Le travail minutieux de recensement réalisé par Désirée Douati et son « collectif des femmes et filles de détenus » démontre la vacuité des promesses et engagements du pouvoir ivoirien : occultation, tergiversations, promesses non tenues, libérations partielles, paupérisation forcée des libérés « provisoires » coïncident toujours avec des arrestations, tortures déportations.

Il y a bien une « politique de la répression » étudiée, quant aux exécutions, tueries, épuration ethnique ciblée dans la capitale (Yopougon ) ou en brousse(environ 3 mois après avril 2011) succède une gestion en apparence plus « soft » de l’Archipel du Goulag ivoirien. Mais en fait des centres de torture, en plein Abidjan (DST, camp militaire..) dénoncés depuis le rapport de 2012 d’Amnesty international cœxistent en une gestion spectaculaire de prisonniers politiques importants – sur lesquels pèse d’ ailleurs l’épée de Damoclès d’un procès ou d’une réincarcération. Contrairement aux allégations distillées aux medias étrangers et aux promesses du Nouvel An, il reste donc plus de 800 prisonniers politiques en Cote d’Ivoire !

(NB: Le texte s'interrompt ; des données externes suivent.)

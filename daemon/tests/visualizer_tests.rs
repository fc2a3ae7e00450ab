//! Orchestrator lifecycle and collaborator tests

use async_trait::async_trait;
use parking_lot::Mutex;
use serde_json::json;
use std::sync::Arc;
use std::time::Duration;
use tracelens_core::{
    AttachmentError, AttachmentResult, EngineEvent, EngineProbe, ExecutionContext,
    ExecutionEventSource, ForcedReason, HealthSummary, Resolution, StepOutcome, SummarySink,
    TraceStatus,
};
use tracelens_daemon::{DebugVisualizer, LifecycleStatus, VisualizerConfig};

// ============================================================================
// HELPER FUNCTIONS
// ============================================================================

#[derive(Default)]
struct TestEngine {
    probe: Mutex<Option<EngineProbe>>,
    detaches: Mutex<usize>,
}

impl TestEngine {
    fn probe(&self) -> EngineProbe {
        self.probe.lock().clone().expect("engine not attached")
    }
}

#[async_trait]
impl ExecutionEventSource for TestEngine {
    fn name(&self) -> &str {
        "test-engine"
    }

    async fn attach(&self, probe: EngineProbe) -> AttachmentResult<()> {
        *self.probe.lock() = Some(probe);
        Ok(())
    }

    async fn detach(&self) -> AttachmentResult<()> {
        *self.detaches.lock() += 1;
        Ok(())
    }
}

struct RefusingEngine;

#[async_trait]
impl ExecutionEventSource for RefusingEngine {
    fn name(&self) -> &str {
        "refusing-engine"
    }

    async fn attach(&self, _probe: EngineProbe) -> AttachmentResult<()> {
        Err(AttachmentError::EngineRejected(
            self.name().to_string(),
            "busy".to_string(),
        ))
    }

    async fn detach(&self) -> AttachmentResult<()> {
        Ok(())
    }
}

#[derive(Default)]
struct RecordingDashboard {
    summaries: Mutex<Vec<HealthSummary>>,
}

impl RecordingDashboard {
    fn count(&self) -> usize {
        self.summaries.lock().len()
    }

    fn last(&self) -> HealthSummary {
        self.summaries.lock().last().cloned().expect("no summaries")
    }
}

#[async_trait]
impl SummarySink for RecordingDashboard {
    fn name(&self) -> &str {
        "recording-dashboard"
    }

    async fn publish_summary(&self, summary: &HealthSummary) -> AttachmentResult<()> {
        self.summaries.lock().push(summary.clone());
        Ok(())
    }
}

fn test_config() -> VisualizerConfig {
    let mut config = VisualizerConfig::default();
    config.server.port = 0;
    config
}

fn run_trace(probe: &EngineProbe, trace_id: &str) {
    probe.emit(EngineEvent::trace_started(trace_id, Some("nightly")));
    probe.emit(EngineEvent::step_started(
        trace_id,
        "s1",
        "render",
        ExecutionContext::new(),
    ));
    probe.emit(EngineEvent::step_ended(trace_id, "s1", StepOutcome::Succeeded, 80));
    probe.emit(EngineEvent::trace_ended(trace_id, TraceStatus::Completed));
}

async fn wait_for_suspension(visualizer: &DebugVisualizer) {
    for _ in 0..100 {
        if !visualizer.breakpoints().list_suspended().is_empty() {
            return;
        }
        tokio::time::sleep(Duration::from_millis(10)).await;
    }
    panic!("step never suspended");
}

// ============================================================================
// LIFECYCLE
// ============================================================================

#[tokio::test]
async fn test_lifecycle_is_idempotent() {
    let visualizer = DebugVisualizer::new(test_config()).unwrap();
    assert_eq!(visualizer.stop().await, LifecycleStatus::NotRunning);
    assert_eq!(visualizer.start().await.unwrap(), LifecycleStatus::Started);
    assert_eq!(
        visualizer.start().await.unwrap(),
        LifecycleStatus::AlreadyRunning
    );

    let addr = visualizer.local_addr().unwrap();
    assert!(tokio::net::TcpStream::connect(addr).await.is_ok());

    assert_eq!(visualizer.stop().await, LifecycleStatus::Stopped);
    assert_eq!(visualizer.stop().await, LifecycleStatus::NotRunning);
    assert!(tokio::net::TcpStream::connect(addr).await.is_err());

    // Restart after stop
    assert_eq!(visualizer.start().await.unwrap(), LifecycleStatus::Started);
    visualizer.stop().await;
}

#[tokio::test]
async fn test_stop_forces_suspended_step_to_resume() {
    let visualizer = DebugVisualizer::new(test_config()).unwrap();
    visualizer.start().await.unwrap();
    let engine = Arc::new(TestEngine::default());
    visualizer
        .attach_to_execution_engine(engine.clone())
        .await
        .unwrap();
    visualizer
        .breakpoints()
        .set_breakpoint(None, "fetch", None)
        .unwrap();

    let probe = engine.probe();
    let run = tokio::spawn(async move {
        probe.emit(EngineEvent::trace_started("T1", None));
        probe
            .emit_and_wait(EngineEvent::step_started(
                "T1",
                "s1",
                "fetch",
                ExecutionContext::new().with_variable("url", json!("x")),
            ))
            .await
    });

    wait_for_suspension(&visualizer).await;
    assert_eq!(visualizer.stop().await, LifecycleStatus::Stopped);

    let resolution = tokio::time::timeout(Duration::from_secs(1), run)
        .await
        .expect("engine stayed blocked")
        .unwrap();
    assert_eq!(
        resolution,
        Some(Resolution::ForcedResume {
            reason: ForcedReason::Shutdown
        })
    );
    assert!(visualizer.breakpoints().list_suspended().is_empty());
    assert_eq!(visualizer.get_stats().breakpoints.forced_resumes, 1);
}

#[tokio::test]
async fn test_no_suspension_while_stopped() {
    let visualizer = DebugVisualizer::new(test_config()).unwrap();
    let engine = Arc::new(TestEngine::default());
    visualizer
        .attach_to_execution_engine(engine.clone())
        .await
        .unwrap();
    visualizer
        .breakpoints()
        .set_breakpoint(None, "render", None)
        .unwrap();

    let probe = engine.probe();
    probe.emit(EngineEvent::trace_started("T1", None));
    let gate = probe.emit(EngineEvent::step_started(
        "T1",
        "s1",
        "render",
        ExecutionContext::new(),
    ));
    assert!(gate.is_none());
    assert!(visualizer.collector().get_trace("T1").is_some());
}

#[tokio::test]
async fn test_disabled_breakpoint_feature_never_suspends() {
    let mut config = test_config();
    config.features.enable_breakpoints = false;
    let visualizer = DebugVisualizer::new(config).unwrap();
    visualizer.start().await.unwrap();
    let engine = Arc::new(TestEngine::default());
    visualizer
        .attach_to_execution_engine(engine.clone())
        .await
        .unwrap();
    visualizer
        .breakpoints()
        .set_breakpoint(None, "render", None)
        .unwrap();

    let probe = engine.probe();
    probe.emit(EngineEvent::trace_started("T1", None));
    assert!(probe
        .emit(EngineEvent::step_started("T1", "s1", "render", ExecutionContext::new()))
        .is_none());
    visualizer.stop().await;
}

// ============================================================================
// COLLABORATORS
// ============================================================================

#[tokio::test]
async fn test_detach_engine_keeps_traces() {
    let visualizer = DebugVisualizer::new(test_config()).unwrap();
    let engine = Arc::new(TestEngine::default());
    visualizer
        .attach_to_execution_engine(engine.clone())
        .await
        .unwrap();
    assert_eq!(visualizer.engine_name().as_deref(), Some("test-engine"));

    let probe = engine.probe();
    run_trace(&probe, "T1");
    assert!(visualizer.detach_engine().await.unwrap());
    assert_eq!(*engine.detaches.lock(), 1);
    assert!(probe.is_detached());
    assert!(visualizer.engine_name().is_none());

    // The old probe is inert and nothing collected is lost
    run_trace(&probe, "T2");
    assert!(visualizer.collector().get_trace("T1").is_some());
    assert!(visualizer.collector().get_trace("T2").is_none());
    assert_eq!(visualizer.get_stats().collector.traces_started, 1);

    assert!(!visualizer.detach_engine().await.unwrap());
}

#[tokio::test]
async fn test_detach_engine_releases_suspended_steps() {
    let visualizer = DebugVisualizer::new(test_config()).unwrap();
    visualizer.start().await.unwrap();
    let engine = Arc::new(TestEngine::default());
    visualizer
        .attach_to_execution_engine(engine.clone())
        .await
        .unwrap();
    visualizer
        .breakpoints()
        .set_breakpoint(None, "fetch", None)
        .unwrap();

    let probe = engine.probe();
    let run = tokio::spawn(async move {
        probe.emit(EngineEvent::trace_started("T1", None));
        probe
            .emit_and_wait(EngineEvent::step_started(
                "T1",
                "s1",
                "fetch",
                ExecutionContext::new(),
            ))
            .await
    });

    wait_for_suspension(&visualizer).await;
    visualizer.detach_engine().await.unwrap();
    assert_eq!(
        run.await.unwrap(),
        Some(Resolution::ForcedResume {
            reason: ForcedReason::EngineDetached
        })
    );
    visualizer.stop().await;
}

#[tokio::test]
async fn test_refused_attachment_is_reported() {
    let visualizer = DebugVisualizer::new(test_config()).unwrap();
    let result = visualizer
        .attach_to_execution_engine(Arc::new(RefusingEngine))
        .await;
    assert!(matches!(result, Err(AttachmentError::EngineRejected(_, _))));
    assert!(visualizer.engine_name().is_none());
    assert!(!visualizer.health_summary().engine_attached);
}

#[tokio::test(start_paused = true)]
async fn test_dashboard_receives_periodic_summaries() {
    let mut config = test_config();
    config.dashboard_interval_secs = 1;
    let visualizer = DebugVisualizer::new(config).unwrap();
    let engine = Arc::new(TestEngine::default());
    visualizer
        .attach_to_execution_engine(engine.clone())
        .await
        .unwrap();
    run_trace(&engine.probe(), "T1");

    let dashboard = Arc::new(RecordingDashboard::default());
    visualizer
        .integrate_with_health_dashboard(dashboard.clone())
        .await
        .unwrap();
    assert_eq!(dashboard.count(), 1);
    assert_eq!(dashboard.last().retained_traces, 1);
    assert!(!dashboard.last().running);

    visualizer.start().await.unwrap();
    tokio::time::sleep(Duration::from_millis(2500)).await;
    assert!(dashboard.count() >= 3);
    let latest = dashboard.last();
    assert!(latest.running);
    assert!(latest.engine_attached);
    assert_eq!(latest.traces_started, 1);

    assert!(visualizer.detach_dashboard());
    let seen = dashboard.count();
    tokio::time::sleep(Duration::from_secs(3)).await;
    assert_eq!(dashboard.count(), seen);
    assert!(!visualizer.detach_dashboard());

    // Collected data survives the dashboard going away
    assert!(visualizer.collector().get_trace("T1").is_some());
    visualizer.stop().await;
}

#[tokio::test]
async fn test_stats_aggregate_subcomponents() {
    let visualizer = DebugVisualizer::new(test_config()).unwrap();
    visualizer.start().await.unwrap();
    let engine = Arc::new(TestEngine::default());
    visualizer
        .attach_to_execution_engine(engine.clone())
        .await
        .unwrap();
    visualizer
        .breakpoints()
        .set_breakpoint(None, "never", None)
        .unwrap();
    run_trace(&engine.probe(), "T1");

    let stats = visualizer.get_stats();
    assert!(stats.running);
    assert!(stats.local_addr.is_some());
    assert_eq!(stats.engine.as_deref(), Some("test-engine"));
    assert_eq!(stats.collector.traces_started, 1);
    assert_eq!(stats.collector.steps_recorded, 1);
    assert_eq!(stats.breakpoints.active_breakpoints, 1);
    assert_eq!(stats.server.sessions_active, 0);
    assert!(stats.feed_events_published >= 4);

    visualizer.stop().await;
    assert!(!visualizer.get_stats().running);
}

« Les 800 d’Abidjan » : qui sont-ils ?

La composition sociologique des prisonniers politiques désignent qui sont pour le régime issu d’un Coup d’Etat franco onusien ses « ennemis ethniques »- et révèle en creux les soutiens et les intérêts des dirigeants actuels

Se basant sur l’excellent ouvrage de sociologues ivoiriens sur le « rattrapage ethnique »(L’Harmattan, 2012) en Côte d’ivoire, il est aisé de montrer que le Goulag ivoirien est l’inverse du pouvoir, son miroir en double. L’inverse de la prise de pouvoir dioula, et particulièrement malinké sur tous les postes et prébendes, car le « spoil system », ce système des dépouilles à l’ivoirienne est maintenant total- et sanglant : on rafle tout, on élimine, on torture et incarcère l’ennemi supposé.

Curieux que les savants anthropologues qu’on n’entend plus depuis 3 ans (honte après la « mission accomplie » ?) qui ont fait de l’ « ethnonationalisme »une machine de guerre contre Laurent Gbagbo ne s’y intéressent pas : Ouattara, son clan et son groupe en sont une exemplification parfaite…

A l’inverse, on embastille les Sudistes, les Bété, les Wê, les Attié : en creux se dessinent les foyers de résistance au Coup d’Etat- du moins les angoisses du régime et de ses parrains.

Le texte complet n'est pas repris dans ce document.